Friday, February 28, 2014

Haiti's Android tablet maker Surtab to crank up production

The stark and sterile white room in an industrial park in Port-au-Prince is a world away from the chaos and colour of the annual carnival, but both are being touted as part of a new "Made in Haiti" brand.

The clean room, to use its official name, is a 2,000 sq ft space where Haiti's first tablet computers are assembled. There are three models of the Surtab Android tablets, the most expensive of which is not dissimilar to an iPad Mini or Samsung Galaxy – but at half the price.

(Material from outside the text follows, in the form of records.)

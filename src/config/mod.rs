//! Configuration
//!
//! Session settings, the error taxonomy, file loading and startup validation.

pub mod config;
pub mod types;
pub mod validator;
//! Safety and cleanup
//!
//! Single-owner control of the engine and idempotent release of everything a
//! session allocated in the target.

pub mod cleanup;
pub mod ownership;

pub use cleanup::{AllocationLedger, ReleaseReport};
pub use ownership::{ControlLock, OwnershipToken, SessionId};
//! Structural descriptions of native types as reported by a type resolver.
//!
//! Pointer pointees are carried by name and resolved on demand, so
//! self-referential types (`struct node { struct node *next; }`) stay finite.

use serde::{Deserialize, Serialize};

/// Byte order of the target ABI
#[derive(Clone, Copy, Debug, PartialEq, Eq, Serialize, Deserialize)]
pub enum ByteOrder {
    Little,
    Big,
}

impl ByteOrder {
    /// Byte order of the controlling host
    pub fn native() -> Self {
        if cfg!(target_endian = "big") {
            ByteOrder::Big
        } else {
            ByteOrder::Little
        }
    }
}

/// A named member of a struct or union
#[derive(Clone, Debug, PartialEq, Serialize, Deserialize)]
pub struct Field {
    pub name: String,
    pub offset: usize,
    pub ty: TargetType,
}

/// Closed set of type kinds the marshaller knows how to encode
#[derive(Clone, Debug, PartialEq, Serialize, Deserialize)]
pub enum TypeKind {
    Void,
    Bool,
    Int {
        signed: bool,
    },
    Char {
        signed: bool,
    },
    Float,
    Enum {
        signed: bool,
        enumerators: Vec<(String, i64)>,
    },
    Pointer {
        pointee: String,
    },
    /// `length == None` is an array whose extent is inferred from the template
    /// (or a flexible array member when it ends a struct).
    Array {
        element: Box<TargetType>,
        length: Option<usize>,
    },
    Struct {
        fields: Vec<Field>,
    },
    Union {
        fields: Vec<Field>,
    },
}

/// Structural description of a native type
#[derive(Clone, Debug, PartialEq, Serialize, Deserialize)]
pub struct TargetType {
    pub name: String,
    pub size: usize,
    pub align: usize,
    pub kind: TypeKind,
}

impl TargetType {
    pub fn new<S: Into<String>>(name: S, size: usize, align: usize, kind: TypeKind) -> Self {
        Self {
            name: name.into(),
            size,
            align,
            kind,
        }
    }

    /// Pointer type `<self> *`
    pub fn pointer_to(&self, pointer_size: usize) -> TargetType {
        TargetType::new(
            format!("{} *", self.name),
            pointer_size,
            pointer_size,
            TypeKind::Pointer {
                pointee: self.name.clone(),
            },
        )
    }

    /// Fixed-length array of `self`, named the way C spells it (`int[2][3]`)
    pub fn array_of(&self, length: usize) -> TargetType {
        let (base, dims) = split_array_name(&self.name);
        TargetType::new(
            format!("{}[{}]{}", base, length, dims),
            self.size * length,
            self.align,
            TypeKind::Array {
                element: Box::new(self.clone()),
                length: Some(length),
            },
        )
    }

    /// Array of `self` whose length is not fixed yet (`int[]`)
    pub fn unsized_array_of(&self) -> TargetType {
        let (base, dims) = split_array_name(&self.name);
        TargetType::new(
            format!("{}[]{}", base, dims),
            0,
            self.align,
            TypeKind::Array {
                element: Box::new(self.clone()),
                length: None,
            },
        )
    }

    pub fn kind_name(&self) -> &'static str {
        match self.kind {
            TypeKind::Void => "void",
            TypeKind::Bool => "bool",
            TypeKind::Int { .. } => "integer",
            TypeKind::Char { .. } => "character",
            TypeKind::Float => "floating point",
            TypeKind::Enum { .. } => "enum",
            TypeKind::Pointer { .. } => "pointer",
            TypeKind::Array { .. } => "array",
            TypeKind::Struct { .. } => "struct",
            TypeKind::Union { .. } => "union",
        }
    }

    pub fn is_pointer(&self) -> bool {
        matches!(self.kind, TypeKind::Pointer { .. })
    }

    pub fn is_array(&self) -> bool {
        matches!(self.kind, TypeKind::Array { .. })
    }

    pub fn is_void(&self) -> bool {
        matches!(self.kind, TypeKind::Void)
    }

    /// Whether the integer representation is signed (false for non-integers)
    pub fn is_signed(&self) -> bool {
        match self.kind {
            TypeKind::Int { signed } | TypeKind::Char { signed } | TypeKind::Enum { signed, .. } => {
                signed
            }
            _ => false,
        }
    }

    /// Pointee name of a pointer type
    pub fn pointee(&self) -> Option<&str> {
        match &self.kind {
            TypeKind::Pointer { pointee } => Some(pointee),
            _ => None,
        }
    }

    /// Element type of an array type
    pub fn element(&self) -> Option<&TargetType> {
        match &self.kind {
            TypeKind::Array { element, .. } => Some(element),
            _ => None,
        }
    }

    /// Member list of a struct or union
    pub fn fields(&self) -> &[Field] {
        match &self.kind {
            TypeKind::Struct { fields } | TypeKind::Union { fields } => fields,
            _ => &[],
        }
    }

    pub fn field(&self, name: &str) -> Option<&Field> {
        self.fields().iter().find(|f| f.name == name)
    }

    /// A struct whose sizeof is not a multiple of its alignof is laid out packed
    pub fn is_packed(&self) -> bool {
        matches!(self.kind, TypeKind::Struct { .. }) && self.align > 0 && self.size % self.align != 0
    }
}

fn split_array_name(name: &str) -> (&str, &str) {
    match name.find('[') {
        Some(idx) => (&name[..idx], &name[idx..]),
        None => (name, ""),
    }
}

/// A named function parameter
#[derive(Clone, Debug, PartialEq, Serialize, Deserialize)]
pub struct Param {
    pub name: String,
    pub ty: TargetType,
}

/// Declared signature of a target function
#[derive(Clone, Debug, PartialEq, Serialize, Deserialize)]
pub struct FunctionSignature {
    pub name: String,
    /// None for `void`
    pub return_type: Option<TargetType>,
    pub params: Vec<Param>,
    pub variadic: bool,
}

impl FunctionSignature {
    pub fn param(&self, index: usize) -> Option<&Param> {
        self.params.get(index)
    }
}
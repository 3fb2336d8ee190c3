//! Template → ABI bytes compiler.
//!
//! Encoding happens in two passes. [`Encoder::plan`] resolves every type and
//! checks every template shape without touching the target, producing an
//! [`EncodingPlan`]. Only a plan that was built completely is ever emitted, so
//! a mismatch deep inside a pointer graph leaves nothing allocated.

use crate::config::types::{EncodingError, ProbeError, Result};
use crate::target::catalog::align_up;
use crate::target::control::TypeResolver;
use crate::target::types::{ByteOrder, Field, TargetType, TypeKind};
use crate::values::encoded::encode_uint;
use crate::values::template::{Scalar, ValueTemplate};

/// One node of an encoding plan
#[derive(Clone, Debug, PartialEq)]
pub enum PlanNode {
    Bytes(Vec<u8>),
    Zeros(usize),
    Concat(Vec<PlanNode>),
    /// Layers written at offset 0 in order over `size` zero bytes
    Overlay { size: usize, layers: Vec<PlanNode> },
    /// Contents placed in a fresh target allocation; the node encodes its address
    Allocate {
        contents: Box<PlanNode>,
        pointer_size: usize,
    },
}

impl PlanNode {
    /// Encoded length of this node in its parent
    pub fn len(&self) -> usize {
        match self {
            PlanNode::Bytes(bytes) => bytes.len(),
            PlanNode::Zeros(n) => *n,
            PlanNode::Concat(nodes) => nodes.iter().map(PlanNode::len).sum(),
            PlanNode::Overlay { size, .. } => *size,
            PlanNode::Allocate { pointer_size, .. } => *pointer_size,
        }
    }

    pub fn is_empty(&self) -> bool {
        self.len() == 0
    }

    /// Number of target allocations emitting this node performs
    pub fn allocation_count(&self) -> usize {
        match self {
            PlanNode::Bytes(_) | PlanNode::Zeros(_) => 0,
            PlanNode::Concat(nodes) => nodes.iter().map(PlanNode::allocation_count).sum(),
            PlanNode::Overlay { layers, .. } => {
                layers.iter().map(PlanNode::allocation_count).sum()
            }
            PlanNode::Allocate { contents, .. } => 1 + contents.allocation_count(),
        }
    }

    /// Flatten a node that needs no allocation
    pub fn flatten(&self, out: &mut Vec<u8>) -> Option<()> {
        match self {
            PlanNode::Bytes(bytes) => out.extend_from_slice(bytes),
            PlanNode::Zeros(n) => out.resize(out.len() + n, 0),
            PlanNode::Concat(nodes) => {
                for node in nodes {
                    node.flatten(out)?;
                }
            }
            PlanNode::Overlay { size, layers } => {
                let mut buf = vec![0u8; *size];
                for layer in layers {
                    let mut bytes = Vec::new();
                    layer.flatten(&mut bytes)?;
                    overlay(&mut buf, &bytes);
                }
                out.extend_from_slice(&buf);
            }
            PlanNode::Allocate { .. } => return None,
        }
        Some(())
    }
}

/// Write `layer` at offset 0 of `buf`
pub(crate) fn overlay(buf: &mut [u8], layer: &[u8]) {
    let n = layer.len().min(buf.len());
    buf[..n].copy_from_slice(&layer[..n]);
}

/// A fully validated encoding: the concrete type and the plan to produce it
#[derive(Clone, Debug, PartialEq)]
pub struct EncodingPlan {
    pub ty: TargetType,
    pub root: PlanNode,
    pub byte_order: ByteOrder,
}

"They show that Haiti can do hi-tech manufacturing and assembly," says Maarten Boute, Surtab's Belgian CEO and co-founder. "Everyone knows Haiti, but for the wrong reasons. Now, Surtab associates the Haiti brand with something cool."

At $100 (£60) plus local taxes for the cheapest model and $285 for the high-definition Surtab 7, the Haitian tablet is an oddity in a country better known for hunger, extreme poverty and near-mediaeval healthcare.

The Danish philanthropist JP Bak came with the idea as a jobs-creation scheme while he was working in Haiti after the 2010 earthquake, Boute says, but the trigger was the much-hyped low-cost Aakash tablet manufactured in India. "We thought, why can't we do the same here? Using components bought in Asia, just like Apple and other companies?"

Boute says the competitive advantage lies in geography and relatively low labour costs. "Microsoft Trinidad wants a low-cost tablet for the Caribbean region. We're at the same wage level as China even though we pay the workers at least twice if not four times the [Haitian] minimum wage," he says.